Methodological safety pin
There is a trope in digital humanities related articles that I find particularly awkward. Just now I stumbled across another example, and maybe it is a good thing to muze about it a short bit. Whence the example comes I don’t think is important as I am interested in the trope in general and not in this particular instance per sé. Besides, I like the authors and have nothing against their research, but before you know it flames are flying everywhere. So in the interest of all I file this one for prosperity anonymized.
This is the quote in question: “The first step towards the development of an open-source mining technology that can be used by historians without specific computer skills is to obtain a hands-on experience with research groups that use currently available open-source mining tools.”
Readers of digital humanities related essays, articles, reviews etc. will have found ample variations on this theme in the literature. From where I am sitting such statements rig up a dangerous strawman or facade. There are a number of hidden (and often not so hidden at all) assumptions that are glossed over with such statements.
First of all there is the assumption that it is obvious that as a scholar without specific computer skills you still should be able to use computer technology. This is a nice democratic principle I guess, but is it a wise one too?
Second, there’s the suggestion that all computer technology is homogeneous. There is no need to differentiate between levels and types of interfaces and technologies. It can all sweepingly be nicely represented as this amorphous mass of “open-source mining technology”. I know it is not entirely fair to pin this on the authors of such statements. Indeed the authors may be very well aware that they are generalizing a bit in service of the less experienced reader. However, the scholarly equivalent would be to say that the first step for a computer scientist that wants to understand history is to get a hands-on experience with historians. Even if that might be in general true, from scholarly arguing I expect more precision. You do not ‘understand history’. One understands tiny, very specific parts of it, maybe, when approached with very specific very narrowly formulated research questions, and meticulous methodology. I do not understand why the wide brush is suddenly allowed if the methodology turns digital.

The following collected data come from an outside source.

//! Variable inspection and transfer handlers.

use super::require_str_param;
use crate::codec::{self, VariableEncoding};
use crate::config::SharedMemoryConfig;
use crate::dispatch::WorkerState;
use crate::env::Value;
use crate::protocol::{ControlMessage, Response};
use crate::transport::Connection;
use crate::{Result, WorkerError};
use base64::engine::general_purpose::STANDARD;
use base64::Engine;
use serde_json::json;
use tracing::warn;

/// Type tag reported for the open memory handle.
const HANDLE_TYPE_TAG: &str = "MemoryHandle";

/// Look up a value for `get_variable_value` and `get_image`.
fn lookup<'a>(state: &'a WorkerState, name: &str) -> Result<&'a Value> {
    state
        .env
        .get(name)
        .ok_or_else(|| WorkerError::VariableMissing {
            name: name.to_string(),
        })
}

/// Whether `name` is the reserved handle slot and the slot is occupied.
fn is_open_handle(state: &WorkerState, name: &str) -> bool {
    name == SharedMemoryConfig::HANDLE_SLOT_NAME && state.handle.is_open()
}

pub(crate) async fn get_variable_list(
    conn: &mut Connection,
    state: &mut WorkerState,
) -> Result<()> {
    let mut variables = state.env.list();
    let handle_name = SharedMemoryConfig::HANDLE_SLOT_NAME;
    if state.handle.is_open() && !state.env.is_set(handle_name) {
        variables.push(crate::env::VariableInfo {
            name: handle_name.to_string(),
            type_tag: HANDLE_TYPE_TAG.to_string(),
        });
        variables.sort_by(|a, b| a.name.cmp(&b.name));
    }

    let list: Vec<serde_json::Value> = variables
        .iter()
        .map(|v| json!({"name": v.name, "type": v.type_tag}))
        .collect();
    conn.send_json(&Response::ok().with("variable_list", list)).await
}

pub(crate) async fn variable_is_set(
    conn: &mut Connection,
    state: &mut WorkerState,
    message: &ControlMessage,
) -> Result<()> {
    let name = require_str_param(message.fields(), "object exists", "variable_name")?;
    let exists = state.env.is_set(name) || is_open_handle(state, name);
    let response = Response::ok()
        .with("variable_name", name)
        .with("variable_exists", exists);
    conn.send_json(&response).await
}

pub(crate) async fn get_variable_type(
    conn: &mut Connection,
    state: &mut WorkerState,
    message: &ControlMessage,
) -> Result<()> {
    let name = require_str_param(message.fields(), "send variable type", "variable_name")?;
    let type_name = if is_open_handle(state, name) && !state.env.is_set(name) {
        "unknown"
    } else {
        let value = state
            .env
            .get(name)
            .ok_or_else(|| WorkerError::VariableNotSet {
                name: name.to_string(),
            })?;
        match value {
            Value::Dataset(_) => "dataframe",
            Value::Figure(_) => "image",
            _ => "unknown",
        }
    };
    let response = Response::ok()
        .with("variable_name", name)
        .with("type", type_name);
    conn.send_json(&response).await
}

pub(crate) async fn get_variable_value(
    conn: &mut Connection,
    state: &mut WorkerState,
    message: &ControlMessage,
) -> Result<()> {
    let params = message.fields();
    let encoding_name = require_str_param(params, "get variable value", "variable_encoding")?;
    let encoding = VariableEncoding::parse(encoding_name).ok_or_else(|| {
        WorkerError::Other("Unknown encoding type for send variable value message".to_string())
    })?;
    let name = require_str_param(params, "get variable value", "variable_name")?;
    let value = lookup(state, name)?;

    let encoded = match encoding {
        VariableEncoding::Pickled => serde_json::Value::String(codec::pickle(value)?),
        VariableEncoding::Json => codec::to_json(name, value)?,
        VariableEncoding::String => serde_json::Value::String(value.to_display_string()?),
    };

    state.trace(
        message.debug(),
        &format!("Sending {} value for var {}\n", encoding.as_str(), name),
    );
    let response = Response::ok()
        .with("variable_name", name)
        .with("variable_encoding", encoding.as_str())
        .with("variable_value", encoded);
    conn.send_json(&response).await
}

pub(crate) async fn get_image(
    conn: &mut Connection,
    state: &mut WorkerState,
    message: &ControlMessage,
) -> Result<()> {
    let name = require_str_param(message.fields(), "get image", "variable_name")?;
    let Value::Figure(figure) = lookup(state, name)? else {
        return Err(WorkerError::WrongType {
            name: name.to_string(),
            expected: "Figure",
        });
    };
    let image_data = STANDARD.encode(figure.render_png()?);

    state.trace(
        message.debug(),
        &format!("Sending {} base64 encoded as png bytes\n", name),
    );
    let response = Response::ok()
        .with("variable_name", name)
        .with("encoding", "base64")
        .with("image_data", image_data);
    conn.send_json(&response).await
}

/// Only `pickled` values can be set. Any other encoding is ignored without
/// a response.
pub(crate) async fn set_variable_value(
    conn: &mut Connection,
    state: &mut WorkerState,
    message: &ControlMessage,
) -> Result<()> {
    let params = message.fields();
    let encoding = require_str_param(params, "set variable value", "variable_encoding")?;
    if VariableEncoding::parse(encoding) != Some(VariableEncoding::Pickled) {
        warn!(
            "set_variable_value with encoding {} is not supported; no response sent",
            encoding
        );
        return Ok(());
    }

    let name = require_str_param(params, "set variable value", "variable_name")?;
    let encoded = require_str_param(params, "set variable value", "variable_value")?;
    let value = codec::unpickle(encoded)?;
    state.env.set(name, value);

    conn.send_json(&Response::ok()).await
}
//! Control messages, the command table and response shapes.

use serde::Serialize;
use serde_json::{Map, Value};

/// Commands the worker understands. Matching is case-sensitive.
#[derive(Debug, Clone, Copy, PartialEq, Eq)]
pub enum Command {
    PutInstances,
    GetInstances,
    ShareInstances,
    CloseSharedInstances,
    IpcInstances,
    ExecuteScript,
    GetVariableList,
    GetVariableType,
    GetVariableValue,
    GetImage,
    VariableIsSet,
    SetVariableValue,
    GetDebugBuffer,
    Shutdown,
}

impl Command {
    pub const ALL: [Command; 14] = [
        Command::PutInstances,
        Command::GetInstances,
        Command::ShareInstances,
        Command::CloseSharedInstances,
        Command::IpcInstances,
        Command::ExecuteScript,
        Command::GetVariableList,
        Command::GetVariableType,
        Command::GetVariableValue,
        Command::GetImage,
        Command::VariableIsSet,
        Command::SetVariableValue,
        Command::GetDebugBuffer,
        Command::Shutdown,
    ];

    /// Look up a command by its wire name.
    pub fn parse(name: &str) -> Option<Self> {
        Self::ALL.into_iter().find(|c| c.as_str() == name)
    }

    pub fn as_str(&self) -> &'static str {
        match self {
            Command::PutInstances => "put_instances",
            Command::GetInstances => "get_instances",
            Command::ShareInstances => "share_instances",
            Command::CloseSharedInstances => "close_shared_instances",
            Command::IpcInstances => "ipc_instances",
            Command::ExecuteScript => "execute_script",
            Command::GetVariableList => "get_variable_list",
            Command::GetVariableType => "get_variable_type",
            Command::GetVariableValue => "get_variable_value",
            Command::GetImage => "get_image",
            Command::VariableIsSet => "variable_is_set",
            Command::SetVariableValue => "set_variable_value",
            Command::GetDebugBuffer => "get_debug_buffer",
            Command::Shutdown => "shutdown",
        }
    }
}

/// One control message received from the host.
#[derive(Debug, Clone, Default)]
pub struct ControlMessage {
    fields: Map<String, Value>,
}

impl ControlMessage {
    /// Wrap a parsed JSON frame. Anything other than an object carries no
    /// fields, and therefore no command.
    pub fn from_value(value: Value) -> Self {
        match value {
            Value::Object(fields) => Self { fields },
            _ => Self::default(),
        }
    }

    /// The raw `command` field, if present and a string.
    pub fn command(&self) -> Option<&str> {
        self.fields.get("command").and_then(Value::as_str)
    }

    pub fn get(&self, key: &str) -> Option<&Value> {
        self.fields.get(key)
    }

    pub fn contains(&self, key: &str) -> bool {
        self.fields.contains_key(key)
    }

    /// The per-message `debug` flag.
    pub fn debug(&self) -> bool {
        self.fields
            .get("debug")
            .and_then(Value::as_bool)
            .unwrap_or(false)
    }

    pub fn fields(&self) -> &Map<String, Value> {
        &self.fields
    }
}

/// A JSON response frame.
///
/// Always carries a `response` field: `ok`, `error`, `pid_response` or
/// `instances_header`.
#[derive(Debug, Clone, Serialize, PartialEq)]
#[serde(transparent)]
pub struct Response {
    fields: Map<String, Value>,
}

impl Response {
    fn with_kind(kind: &str) -> Self {
        let mut fields = Map::new();
        fields.insert("response".to_string(), Value::String(kind.to_string()));
        Self { fields }
    }

    pub fn ok() -> Self {
        Self::with_kind("ok")
    }

    pub fn error(message: impl Into<String>) -> Self {
        Self::with_kind("error").with("error_message", message.into())
    }

    /// Startup handshake carrying the worker's process id.
    pub fn pid(pid: u32) -> Self {
        Self::with_kind("pid_response").with("pid", pid)
    }

    /// Structural metadata sent ahead of a CSV body.
    pub fn instances_header(num_instances: usize, header: Value) -> Self {
        Self::with_kind("instances_header")
            .with("num_instances", num_instances)
            .with("header", header)
    }

    /// Attach a result field.
    pub fn with(mut self, key: &str, value: impl Into<Value>) -> Self {
        self.fields.insert(key.to_string(), value.into());
        self
    }

    pub fn kind(&self) -> &str {
        self.fields
            .get("response")
            .and_then(Value::as_str)
            .unwrap_or_default()
    }
}

#[cfg(test)]
mod tests {
    use super::*;
    use serde_json::json;

    #[test]
    fn test_command_table_roundtrip() {
        for command in Command::ALL {
            assert_eq!(Command::parse(command.as_str()), Some(command));
        }
        assert_eq!(Command::parse("SHUTDOWN"), None);
        assert_eq!(Command::parse("reboot"), None);
    }

    #[test]
    fn test_control_message_without_command() {
        let msg = ControlMessage::from_value(json!({"variable_name": "x"}));
        assert_eq!(msg.command(), None);

        let msg = ControlMessage::from_value(json!(["command"]));
        assert_eq!(msg.command(), None);
    }

    #[test]
    fn test_debug_flag_defaults_false() {
        let msg = ControlMessage::from_value(json!({"command": "shutdown"}));
        assert!(!msg.debug());
        let msg = ControlMessage::from_value(json!({"command": "shutdown", "debug": true}));
        assert!(msg.debug());
    }

    #[test]
    fn test_response_serialization() {
        let resp = Response::error("No handle exists");
        assert_eq!(
            serde_json::to_value(&resp).unwrap(),
            json!({"response": "error", "error_message": "No handle exists"})
        );

        let resp = Response::pid(42);
        assert_eq!(resp.kind(), "pid_response");
        assert_eq!(serde_json::to_value(&resp).unwrap()["pid"], 42);
    }
}
//! Integration tests for the worker binary.
//!
//! The test plays the host: it listens on an ephemeral port, starts the
//! worker with that port and talks to it over the accepted socket.

use serde_json::{json, Value};
use std::process::Stdio;
use std::time::Duration;
use tokio::io::{AsyncReadExt, AsyncWriteExt};
use tokio::net::{TcpListener, TcpStream};
use tokio::process::{Child, Command};

async fn send(stream: &mut TcpStream, message: &Value) {
    let bytes = serde_json::to_vec(message).unwrap();
    stream
        .write_all(&(bytes.len() as u32).to_be_bytes())
        .await
        .unwrap();
    stream.write_all(&bytes).await.unwrap();
}

async fn receive(stream: &mut TcpStream) -> Value {
    let mut len = [0u8; 4];
    stream.read_exact(&mut len).await.unwrap();
    let mut payload = vec![0u8; u32::from_be_bytes(len) as usize];
    stream.read_exact(&mut payload).await.unwrap();
    serde_json::from_slice(&payload).unwrap()
}

/// Start the worker and accept its connection.
async fn start_worker(extra_args: &[&str]) -> (Child, TcpStream) {
    let listener = TcpListener::bind("127.0.0.1:0")
        .await
        .expect("Failed to bind listener");
    let port = listener.local_addr().unwrap().port();

    let child = Command::new(env!("CARGO_BIN_EXE_tabwire-worker"))
        .arg(port.to_string())
        .args(extra_args)
        .args(["--host", "127.0.0.1"])
        .stdout(Stdio::null())
        .stderr(Stdio::null())
        .kill_on_drop(true)
        .spawn()
        .expect("Failed to start worker");

    let (stream, _) = tokio::time::timeout(Duration::from_secs(30), listener.accept())
        .await
        .expect("Worker did not connect in time")
        .unwrap();
    (child, stream)
}

#[tokio::test]
async fn test_handshake_and_shutdown() {
    let (mut child, mut stream) = start_worker(&[]).await;

    let hello = receive(&mut stream).await;
    assert_eq!(hello["response"], "pid_response");
    assert_eq!(hello["pid"], child.id().unwrap());

    send(&mut stream, &json!({"command": "shutdown"})).await;
    let status = tokio::time::timeout(Duration::from_secs(30), child.wait())
        .await
        .expect("Worker did not exit after shutdown")
        .unwrap();
    assert!(status.success());
}

#[tokio::test]
async fn test_debug_mode_traces_startup() {
    let (mut child, mut stream) = start_worker(&["debug"]).await;
    receive(&mut stream).await;

    send(&mut stream, &json!({"command": "get_debug_buffer"})).await;
    let reply = receive(&mut stream).await;
    assert_eq!(reply["response"], "ok");
    assert!(reply["std_out"]
        .as_str()
        .unwrap()
        .starts_with("Worker starting..."));
    // Log lines are captured too.
    assert!(reply["std_err"].as_str().unwrap().contains("Starting Tabwire worker"));

    send(&mut stream, &json!({"command": "shutdown"})).await;
    let status = tokio::time::timeout(Duration::from_secs(30), child.wait())
        .await
        .expect("Worker did not exit after shutdown")
        .unwrap();
    assert!(status.success());
}

#[tokio::test]
async fn test_host_disconnect_ends_process() {
    let (mut child, mut stream) = start_worker(&[]).await;
    receive(&mut stream).await;
    drop(stream);

    let status = tokio::time::timeout(Duration::from_secs(30), child.wait())
        .await
        .expect("Worker did not exit after disconnect")
        .unwrap();
    assert!(!status.success());
}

Third, and this is the assumption that I find most problematic: there is the assumption (rather axiom maybe) that there shall be a middle man, a bridge builder, a guide, a mediator, or go-in-between that shall translate the expertise from the computer skilled persons involved towards the scholar. You hardly ever read it the other way round by the way, it is never the computer scientist in need of some scholarly wisdom. This in particular is a reflex and a trope I do not understand. When you need expertise you talk to the expert, and you try to acquire the expertise. But when it comes to computational expertise we (scholars) are suddenly in need of a mediator. Someone who goes in between and translates between expertises. In much literature—that in itself is part of this process of expertise exchange—this is now a sine qua non that does not get questioned at all: of course you do not talk to the experts directly, and of course you do not engage with the technology directly. When your car stalls, you don’t dive into the motor compartiment with your scholarly hands do you?!
Maybe not—though I at least try to determine even with my limited knowledge of car engines what might be the trouble. But I sure a hell talk to the expert directly. The mechanic is going to fix my car, I want to know what the trouble is and what he is going to do. Yes well, the scholar retorts, but quite frankly I do not talk so much on the car engine trouble to my mechanic at all! Fair enough, might not be your cup of tea. But the methodology of your research should be. Suppose you are diagnosed with cancer, do you want to talk only to the secretary of your doctor?
Besides, it is about the skills. A standard technique to disguise logical fallacies in reasoning is to substitute object phrases. I play this little game with these tropes too: “The first step towards the development of a hand grenade that can be used by historians without specific combat skills is to obtain a hands-on experience with soldiers that use currently available hand grenades.”
This doesn’t invalidate the general truthiness of the logic, but it does serve to lay bare its methodological fallacy: if you want to use that technology, better acquire some basic skills from the experts if you want to rely safely on the outcome of its use.